I never wanted to get married, and neither did my partner. The institution of marriage just didn’t jive with our loose, artsy, nomadic lifestyles, plus we’ve both spent our entire adulthood giving the finger to social conventions of all stripes. Forging a stable career path? Who needs it. Monogamy? Fuck that. Marriage and kids? DON’T YOU TOUCH MY FREEDOM I’LL KILL YOU!
Needless to say, a lot of jaws dropped when we announced that we were getting married only a few months after we met.
Everyone assumed we’d let a whirlwind romance consume our better judgement, and we even went around saying obnoxious engaged-people things like, “When you know, you know.” The beatific smiles were just dripping off our faces.
Letting our friends and family see us as impulsive kids was easier than trumpeting the truth:
We got married because the U.S. Army would literally pay us if we did.
Flashback to summer 2019: I met Javananda, the free-spirited, guitar-strumming world traveler of my dreams. They’d been gallivanting through the ports of the world as a singer and guitarist on cruise ships for the past fifteen years. I was freshly back in New York City, my home since 2008, after spending a year and a half working as an actor and singer in Seoul, Korea.

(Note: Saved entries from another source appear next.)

use crate::auth::token::issue_token;
use crate::error::{ErrorResponse, HttpAppError};
use crate::state::AppState;
use axum::{extract::State, Json};
use printdock_core::{
    models::{LoginResponse, RegisterResponse},
    AppError,
};
use printdock_db::UserStore;
use serde::Deserialize;
use std::sync::Arc;
use utoipa::ToSchema;

const MIN_PASSWORD_LENGTH: usize = 8;

#[derive(Debug, Deserialize, ToSchema)]
pub struct RegisterRequest {
    pub email: String,
    pub password: String,
}

#[derive(Debug, Deserialize, ToSchema)]
pub struct LoginRequest {
    pub email: String,
    pub password: String,
}

#[utoipa::path(
    post,
    path = "/auth/register",
    tag = "auth",
    request_body = RegisterRequest,
    responses(
        (status = 200, description = "User registered", body = RegisterResponse),
        (status = 400, description = "Invalid email/password or email taken", body = ErrorResponse)
    )
)]
pub async fn register(
    State(state): State<Arc<AppState>>,
    Json(req): Json<RegisterRequest>,
) -> Result<Json<RegisterResponse>, HttpAppError> {
    let email = req.email.trim();
    if email.is_empty() || !email.contains('@') {
        return Err(AppError::InvalidInput("Invalid email address".to_string()).into());
    }
    if req.password.len() < MIN_PASSWORD_LENGTH {
        return Err(AppError::InvalidInput(format!(
            "Password must be at least {} characters",
            MIN_PASSWORD_LENGTH
        ))
        .into());
    }

    let password_hash = bcrypt::hash(&req.password, bcrypt::DEFAULT_COST)
        .map_err(|e| AppError::Internal(format!("Failed to hash password: {}", e)))?;

    let user = state.users.create_user(email, &password_hash).await?;
    tracing::info!(user_id = %user.id, "User registered");

    Ok(Json(RegisterResponse {
        id: user.id,
        email: user.email,
        message: "User registered successfully".to_string(),
    }))
}

#[utoipa::path(
    post,
    path = "/auth/login",
    tag = "auth",
    request_body = LoginRequest,
    responses(
        (status = 200, description = "Token issued", body = LoginResponse),
        (status = 401, description = "Invalid credentials", body = ErrorResponse)
    )
)]
pub async fn login(
    State(state): State<Arc<AppState>>,
    Json(req): Json<LoginRequest>,
) -> Result<Json<LoginResponse>, HttpAppError> {
    // One failure message for unknown email and wrong password alike
    let invalid = || AppError::Unauthorized("Invalid email or password".to_string());

    let user = state
        .users
        .get_by_email(req.email.trim())
        .await?
        .ok_or_else(invalid)?;

    let verified = bcrypt::verify(&req.password, &user.password_hash).unwrap_or(false);
    if !verified {
        return Err(invalid().into());
    }

    let token = issue_token(
        &state.config.jwt_secret,
        user.id,
        state.config.jwt_expiry_hours,
    )?;

    Ok(Json(LoginResponse::bearer(token)))
}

We met two weeks before Javananda was scheduled to ship off to U.S. Army Basic Training. They’re a little clairvoyant, you see, and in 2019, even with their cruise ship career making them more cash than ever for less work than ever, they had this strange, undeniable inner knowing that getting into a more stable situation would be helpful in the years ahead. (Thank you, Universe, for making my partner psychic AF.) They left their band of best friends on the open seas and enlisted in the army as a guitarist. Yeah, you can play guitar for the military. Who knew?
And it was a whirlwind romance. I mean, I wouldn’t have married the cat if I didn’t believe we had what it took to make the whole life partnership thing work.
But neither one of us would’ve made this move if the army hadn’t provided such an enticing financial incentive.
You see, as a single enlisted soldier, Java would have earned their base salary (not a whole lot) and would have been given housing in the military barracks. Think dorm rooms at a monastery. Basic and crowded, and oh, the occupants are expected to keep the whole place clean. Delightful. Imagine your university dorm telling you to clean the bathrooms yourself. The soul shudders!
As a married enlisted soldier, on the other hand, Java would receive a tax-free housing allowance — money for rent or a mortgage, essentially — that was nearly equal to their salary, almost doubling their monthly take-home pay. On top of that, they wouldn’t have to live in the barracks. They could live off-base, with their spouse, in whatever housing they chose.
I’m no stranger to military life. I grew up mostly on an army post in Seoul, thanks to my dad’s Air Force career. I knew about the benefits. I knew about the discounts. I knew about the health care. Mmmmm…the health care…
Java asked me to marry them in a three-page letter written by hand from basic training, which was our only method of communication the entire ten weeks they were there. Cue the romantic music.
Two pages were about how much they loved me and believed in us and wanted to take things all the way, which was heart-expanding and wonderful, and I felt the same way! But that alone wouldn’t have convinced me to let go of my aversion to the dreaded mawwiage. I mean, I’ve been railing against the smugness of The Married my whole life! This would be totally off-brand for me! My little libertine heart must fly freeeeee!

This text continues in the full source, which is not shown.